As his diabetes became more difficult to control sitagliptin (Januvia, Merck) had been added but with only limited success. A careful history yielded no information that his weight loss might be related to an underlying malabsorption syndrome or malignancy.
On examination he was a thin muscular gent in no distress, pulse 68 and regular, BP 130/75 and no abnormal physical findings in any organ system. In particular there was no clinical evidence of hyperthyroidism, organomegaly or lymphadenopathy. His lab studies included fasting blood glucose of 340 and C-peptide of 0.7 (reference interval 0.9 to 7.1). ESR was 5, electrolytes, eGFR, AST/ALT and complete blood count were all normal.
Prior to getting these lab results I had made a presumptive diagnosis of type 1.5 diabetes, discontinued the sitagliptin and began therapy with glargine. In essence he now has type 1 diabetes.
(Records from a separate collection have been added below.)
//! Device identity and certificate lifecycle for VitalGuard bedside devices.
//!
//! This crate owns everything that proves to the central server who the
//! device is: the server-assigned identity, the auth credential, and the
//! certificates used for mutual authentication and code signing.
//!
//! # Core Concepts
//!
//! - **Registration**: one-time (or explicitly reprovisioned) enrollment with
//!   the central server
//! - **Certificate Lifecycle**: Pending → Active → ExpiringSoon → Expired,
//!   with Revoked and Superseded as terminal side exits
//! - **Rotation**: replacement certificates are validated and activated
//!   atomically, so a type never goes without an in-service certificate
//!
//! # Security Model
//!
//! - Certificates are trusted only if signed by a configured trust anchor
//! - Private keys and auth tokens are sealed at rest with the datastore key
//! - Every lifecycle transition lands in the audit chain

pub mod cert_manager;
pub mod cert_store;
pub mod device;
pub mod error;
pub mod pki;
pub mod registration;

pub use cert_manager::{
    ActiveCertificates, CertificateIssuer, CertificateManager, ClientCredentials, IssueRequest,
};
pub use cert_store::CertificateStore;
pub use device::{Credential, DeviceIdentity, HardwareInfo, IdentityStore};
pub use error::{IdentityError, IdentityResult};
pub use pki::{
    Certificate, CertificateAuthority, CertificateMaterial, CertificateStatus, CertificateType,
    TrustAnchors, ValidityReport,
};
pub use registration::{
    ChannelIssuer, DeviceRegistration, RefusalCode, RegistrationChannel, RegistrationError,
    RegistrationGrant, RegistrationRequest, RegistrationResponse, RegistrationStatus,
    RenewalRequest, RenewalResponse,
};
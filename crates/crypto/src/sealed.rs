//! At-rest sealing with ChaCha20-Poly1305.
//!
//! Sealed layout: `nonce (12 bytes) ∥ ciphertext ∥ tag`. Callers bind the
//! owning row id as associated data so ciphertexts cannot be moved between
//! rows.

use crate::keys::{DatastoreKey, KeyError};
use chacha20poly1305::{
    aead::{Aead, KeyInit, Payload},
    ChaCha20Poly1305, Key, Nonce,
};
use rand::RngCore;
use std::sync::Arc;
use thiserror::Error;
use vitalguard_core::{Classify, ErrorClass};
use zeroize::Zeroizing;

/// Nonce size for ChaCha20-Poly1305 (96 bits / 12 bytes).
pub const NONCE_LEN: usize = 12;

#[derive(Debug, Error)]
pub enum SealError {
    #[error(transparent)]
    Key(#[from] KeyError),

    #[error("Encryption failed")]
    Encryption,

    #[error("Sealed data failed authentication")]
    Authentication,

    #[error("Sealed data too short: {0} bytes")]
    Truncated(usize),
}

impl Classify for SealError {
    fn class(&self) -> ErrorClass {
        match self {
            SealError::Key(_) | SealError::Encryption => ErrorClass::Fatal,
            SealError::Authentication | SealError::Truncated(_) => ErrorClass::Integrity,
        }
    }
}

/// Seals and opens blobs under the datastore key.
#[derive(Debug, Clone)]
pub struct Sealer {
    key: Arc<DatastoreKey>,
}

impl Sealer {
    pub fn new(key: Arc<DatastoreKey>) -> Self {
        Self { key }
    }

    pub fn seal(&self, plaintext: &[u8], aad: &[u8]) -> Result<Vec<u8>, SealError> {
        let mut nonce_bytes = [0u8; NONCE_LEN];
        rand::rngs::OsRng.fill_bytes(&mut nonce_bytes);

        let ciphertext = self.key.with_bytes(|key| {
            let cipher = ChaCha20Poly1305::new(Key::from_slice(key));
            cipher.encrypt(
                Nonce::from_slice(&nonce_bytes),
                Payload {
                    msg: plaintext,
                    aad,
                },
            )
        })?;
        let ciphertext = ciphertext.map_err(|_| SealError::Encryption)?;

        let mut sealed = Vec::with_capacity(NONCE_LEN + ciphertext.len());
        sealed.extend_from_slice(&nonce_bytes);
        sealed.extend_from_slice(&ciphertext);
        Ok(sealed)
    }

    pub fn open(&self, sealed: &[u8], aad: &[u8]) -> Result<Zeroizing<Vec<u8>>, SealError> {
        if sealed.len() < NONCE_LEN {
            return Err(SealError::Truncated(sealed.len()));
        }
        let (nonce, ciphertext) = sealed.split_at(NONCE_LEN);

        let plaintext = self.key.with_bytes(|key| {
            let cipher = ChaCha20Poly1305::new(Key::from_slice(key));
            cipher.decrypt(
                Nonce::from_slice(nonce),
                Payload {
                    msg: ciphertext,
                    aad,
                },
            )
        })?;

        plaintext
            .map(Zeroizing::new)
            .map_err(|_| SealError::Authentication)
    }
}

#[cfg(test)]
mod tests {
    use super::*;
    use crate::keys::KEY_LEN;

    fn sealer() -> Sealer {
        Sealer::new(Arc::new(DatastoreKey::from_bytes([7u8; KEY_LEN])))
    }

    #[test]
    fn test_open_recovers_plaintext() {
        let s = sealer();
        let sealed = s.seal(b"certificate material", b"cert-1").unwrap();
        assert_ne!(&sealed[NONCE_LEN..], b"certificate material");
        assert_eq!(&s.open(&sealed, b"cert-1").unwrap()[..], b"certificate material");
    }

    #[test]
    fn test_row_binding_rejects_swapped_ciphertext() {
        let s = sealer();
        let sealed = s.seal(b"token", b"cred-1").unwrap();
        let err = s.open(&sealed, b"cred-2").unwrap_err();
        assert!(matches!(err, SealError::Authentication));
        assert_eq!(err.class(), ErrorClass::Integrity);
    }

    #[test]
    fn test_flipped_bit_fails_authentication() {
        let s = sealer();
        let mut sealed = s.seal(b"token", b"row").unwrap();
        let last = sealed.len() - 1;
        sealed[last] ^= 0x01;
        assert!(matches!(s.open(&sealed, b"row"), Err(SealError::Authentication)));
        assert!(matches!(s.open(&sealed[..4], b"row"), Err(SealError::Truncated(4))));
    }

    #[test]
    fn test_erased_key_refuses_to_seal() {
        let key = Arc::new(DatastoreKey::from_bytes([1u8; KEY_LEN]));
        let s = Sealer::new(key.clone());
        key.erase();
        assert!(matches!(
            s.seal(b"x", b"row"),
            Err(SealError::Key(KeyError::Erased))
        ));
    }

    #[test]
    fn test_nonces_are_unique_per_seal() {
        let s = sealer();
        let a = s.seal(b"same", b"row").unwrap();
        let b = s.seal(b"same", b"row").unwrap();
        assert_ne!(a[..NONCE_LEN], b[..NONCE_LEN]);
    }
}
This type of diabetes often presents in adults as type 2 diabetes and over time responsivity to oral therapy declines. Some patients present with diabetic ketoacidosis, which might be the result of glucose toxicity or the transition from type 1 to type 2, as in my patient (fortunately without diabetic ketoacidosis). Usually this transition occurs earlier than 10 years after the initial diagnosis of diabetes and can be confirmed by the low C-peptide, limited response of C-peptide to stimulation with glucagon, and the presence of antibodies to islet cells and/or glutamic acid decarboxylase, with glutamic acid decarboxylase antibodies being slightly more prevalent.